BEGIN RECORDS FOR THE EXERCISE
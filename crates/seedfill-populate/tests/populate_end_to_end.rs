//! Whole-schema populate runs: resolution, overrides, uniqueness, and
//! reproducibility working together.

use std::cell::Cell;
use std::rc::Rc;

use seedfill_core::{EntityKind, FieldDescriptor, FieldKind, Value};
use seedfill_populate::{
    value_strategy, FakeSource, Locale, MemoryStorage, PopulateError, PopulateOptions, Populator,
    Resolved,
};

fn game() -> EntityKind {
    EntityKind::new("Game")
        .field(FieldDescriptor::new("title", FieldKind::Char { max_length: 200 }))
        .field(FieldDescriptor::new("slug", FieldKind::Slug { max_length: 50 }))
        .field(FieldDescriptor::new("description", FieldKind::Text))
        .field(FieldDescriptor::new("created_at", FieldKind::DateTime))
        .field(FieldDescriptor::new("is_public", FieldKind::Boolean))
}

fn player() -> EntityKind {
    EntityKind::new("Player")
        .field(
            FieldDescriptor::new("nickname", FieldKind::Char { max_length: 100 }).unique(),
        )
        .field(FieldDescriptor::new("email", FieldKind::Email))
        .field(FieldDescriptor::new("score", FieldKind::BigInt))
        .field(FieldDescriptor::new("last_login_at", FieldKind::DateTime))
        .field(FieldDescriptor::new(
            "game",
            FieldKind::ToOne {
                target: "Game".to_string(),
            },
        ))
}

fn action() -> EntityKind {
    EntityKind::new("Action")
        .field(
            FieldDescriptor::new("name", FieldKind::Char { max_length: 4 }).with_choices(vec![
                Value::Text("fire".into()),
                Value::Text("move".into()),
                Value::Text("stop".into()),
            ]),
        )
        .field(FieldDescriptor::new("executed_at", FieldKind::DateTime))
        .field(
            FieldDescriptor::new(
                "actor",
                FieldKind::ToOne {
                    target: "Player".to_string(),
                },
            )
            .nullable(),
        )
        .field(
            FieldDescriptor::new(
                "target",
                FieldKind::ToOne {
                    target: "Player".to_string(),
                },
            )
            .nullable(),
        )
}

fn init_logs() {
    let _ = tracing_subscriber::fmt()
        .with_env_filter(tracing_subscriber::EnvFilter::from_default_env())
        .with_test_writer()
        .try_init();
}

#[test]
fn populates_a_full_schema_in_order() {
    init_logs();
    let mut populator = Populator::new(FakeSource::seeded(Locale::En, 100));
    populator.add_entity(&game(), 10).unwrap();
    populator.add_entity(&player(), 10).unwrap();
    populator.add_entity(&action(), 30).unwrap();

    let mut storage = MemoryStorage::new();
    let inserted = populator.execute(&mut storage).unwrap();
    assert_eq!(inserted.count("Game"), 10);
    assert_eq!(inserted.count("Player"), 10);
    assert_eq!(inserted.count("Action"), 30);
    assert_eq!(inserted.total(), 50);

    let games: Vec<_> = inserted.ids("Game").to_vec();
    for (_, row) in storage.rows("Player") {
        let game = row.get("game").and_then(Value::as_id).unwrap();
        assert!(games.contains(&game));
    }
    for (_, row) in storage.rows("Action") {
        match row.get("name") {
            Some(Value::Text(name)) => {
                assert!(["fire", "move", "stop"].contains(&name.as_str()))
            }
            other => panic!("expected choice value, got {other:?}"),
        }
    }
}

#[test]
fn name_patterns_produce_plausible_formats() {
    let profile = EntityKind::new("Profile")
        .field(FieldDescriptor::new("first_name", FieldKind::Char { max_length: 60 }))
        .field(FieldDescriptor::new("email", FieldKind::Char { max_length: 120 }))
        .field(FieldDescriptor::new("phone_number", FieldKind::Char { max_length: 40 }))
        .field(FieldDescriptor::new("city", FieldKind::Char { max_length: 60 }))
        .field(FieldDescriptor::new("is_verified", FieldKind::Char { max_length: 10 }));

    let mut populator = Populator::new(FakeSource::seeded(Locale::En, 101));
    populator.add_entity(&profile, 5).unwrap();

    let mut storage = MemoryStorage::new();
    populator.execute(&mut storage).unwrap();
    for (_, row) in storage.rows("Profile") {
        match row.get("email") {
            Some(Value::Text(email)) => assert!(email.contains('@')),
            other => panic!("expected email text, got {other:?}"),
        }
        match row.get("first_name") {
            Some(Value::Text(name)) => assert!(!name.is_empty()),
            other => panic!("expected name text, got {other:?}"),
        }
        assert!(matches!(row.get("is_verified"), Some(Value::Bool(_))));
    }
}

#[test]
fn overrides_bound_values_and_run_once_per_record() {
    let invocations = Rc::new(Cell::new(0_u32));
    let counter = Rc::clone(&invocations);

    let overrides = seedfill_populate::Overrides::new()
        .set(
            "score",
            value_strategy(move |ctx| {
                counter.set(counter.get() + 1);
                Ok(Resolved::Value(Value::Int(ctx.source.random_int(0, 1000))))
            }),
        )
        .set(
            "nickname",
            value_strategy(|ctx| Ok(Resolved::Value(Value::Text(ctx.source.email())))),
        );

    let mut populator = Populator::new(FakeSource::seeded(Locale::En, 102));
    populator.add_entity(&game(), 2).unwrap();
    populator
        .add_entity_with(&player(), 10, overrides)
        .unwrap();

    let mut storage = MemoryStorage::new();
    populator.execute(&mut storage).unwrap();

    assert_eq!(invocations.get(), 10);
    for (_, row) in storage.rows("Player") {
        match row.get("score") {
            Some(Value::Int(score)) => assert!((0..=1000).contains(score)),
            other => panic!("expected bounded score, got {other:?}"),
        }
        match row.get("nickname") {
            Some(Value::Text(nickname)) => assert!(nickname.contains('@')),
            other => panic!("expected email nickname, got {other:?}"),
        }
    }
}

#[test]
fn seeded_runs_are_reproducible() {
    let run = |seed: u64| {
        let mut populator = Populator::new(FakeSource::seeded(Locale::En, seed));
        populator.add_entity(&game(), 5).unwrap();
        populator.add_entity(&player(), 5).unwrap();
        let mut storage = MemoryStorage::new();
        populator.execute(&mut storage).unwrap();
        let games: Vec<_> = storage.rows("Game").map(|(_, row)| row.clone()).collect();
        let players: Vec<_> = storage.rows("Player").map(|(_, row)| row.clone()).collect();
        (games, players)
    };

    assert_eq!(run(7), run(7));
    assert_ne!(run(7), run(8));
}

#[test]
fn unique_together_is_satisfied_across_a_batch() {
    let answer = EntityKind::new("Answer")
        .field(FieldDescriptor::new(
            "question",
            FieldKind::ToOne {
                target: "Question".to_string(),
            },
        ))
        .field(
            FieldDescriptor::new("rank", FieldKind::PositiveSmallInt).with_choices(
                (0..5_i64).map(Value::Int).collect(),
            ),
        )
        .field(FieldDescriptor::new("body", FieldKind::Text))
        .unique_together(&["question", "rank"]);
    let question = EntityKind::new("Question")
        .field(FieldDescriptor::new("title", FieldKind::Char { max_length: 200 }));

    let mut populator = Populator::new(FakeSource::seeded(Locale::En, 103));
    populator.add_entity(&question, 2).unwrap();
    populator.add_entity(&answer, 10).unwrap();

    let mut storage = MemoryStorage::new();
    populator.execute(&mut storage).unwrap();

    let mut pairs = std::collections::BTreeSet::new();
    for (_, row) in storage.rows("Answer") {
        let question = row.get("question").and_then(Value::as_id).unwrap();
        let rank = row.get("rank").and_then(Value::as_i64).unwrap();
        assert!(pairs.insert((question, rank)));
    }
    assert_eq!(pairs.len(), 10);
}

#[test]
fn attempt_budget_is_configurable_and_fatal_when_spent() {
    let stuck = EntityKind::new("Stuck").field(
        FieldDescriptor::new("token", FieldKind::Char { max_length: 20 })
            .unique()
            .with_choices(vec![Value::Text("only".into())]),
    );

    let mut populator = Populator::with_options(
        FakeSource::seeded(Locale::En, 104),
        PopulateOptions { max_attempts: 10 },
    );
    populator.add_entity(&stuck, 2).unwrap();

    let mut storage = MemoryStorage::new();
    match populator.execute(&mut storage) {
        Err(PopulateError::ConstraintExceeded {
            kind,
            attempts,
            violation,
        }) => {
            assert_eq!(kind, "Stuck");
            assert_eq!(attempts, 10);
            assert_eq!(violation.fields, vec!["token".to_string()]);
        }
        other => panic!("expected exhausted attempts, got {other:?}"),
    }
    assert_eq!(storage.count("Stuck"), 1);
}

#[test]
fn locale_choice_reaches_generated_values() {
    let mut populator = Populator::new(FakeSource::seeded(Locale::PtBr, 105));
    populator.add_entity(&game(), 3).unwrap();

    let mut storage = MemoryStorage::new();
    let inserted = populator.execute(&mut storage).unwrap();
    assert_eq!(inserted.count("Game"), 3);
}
END RECORDS FOR THE EXERCISE
- [TASK TO COMPLETE]: Copy exactly the lines from the top of the entries through the line with "let _ = tracing_subscriber::fmt()" in it, please, keeping both ends and adding nothing.

- [RESULT OF THE EXERCISE]:
filename crates/seedfill-populate/tests/populate_end_to_end.rs
//! Whole-schema populate runs: resolution, overrides, uniqueness, and
//! reproducibility working together.

use std::cell::Cell;
use std::rc::Rc;

use seedfill_core::{EntityKind, FieldDescriptor, FieldKind, Value};
use seedfill_populate::{
    value_strategy, FakeSource, Locale, MemoryStorage, PopulateError, PopulateOptions, Populator,
    Resolved,
};

fn game() -> EntityKind {
    EntityKind::new("Game")
        .field(FieldDescriptor::new("title", FieldKind::Char { max_length: 200 }))
        .field(FieldDescriptor::new("slug", FieldKind::Slug { max_length: 50 }))
        .field(FieldDescriptor::new("description", FieldKind::Text))
        .field(FieldDescriptor::new("created_at", FieldKind::DateTime))
        .field(FieldDescriptor::new("is_public", FieldKind::Boolean))
}

fn player() -> EntityKind {
    EntityKind::new("Player")
        .field(
            FieldDescriptor::new("nickname", FieldKind::Char { max_length: 100 }).unique(),
        )
        .field(FieldDescriptor::new("email", FieldKind::Email))
        .field(FieldDescriptor::new("score", FieldKind::BigInt))
        .field(FieldDescriptor::new("last_login_at", FieldKind::DateTime))
        .field(FieldDescriptor::new(
            "game",
            FieldKind::ToOne {
                target: "Game".to_string(),
            },
        ))
}

fn action() -> EntityKind {
    EntityKind::new("Action")
        .field(
            FieldDescriptor::new("name", FieldKind::Char { max_length: 4 }).with_choices(vec![
                Value::Text("fire".into()),
                Value::Text("move".into()),
                Value::Text("stop".into()),
            ]),
        )
        .field(FieldDescriptor::new("executed_at", FieldKind::DateTime))
        .field(
            FieldDescriptor::new(
                "actor",
                FieldKind::ToOne {
                    target: "Player".to_string(),
                },
            )
            .nullable(),
        )
        .field(
            FieldDescriptor::new(
                "target",
                FieldKind::ToOne {
                    target: "Player".to_string(),
                },
            )
            .nullable(),
        )
}

fn init_logs() {
    let _ = tracing_subscriber::fmt()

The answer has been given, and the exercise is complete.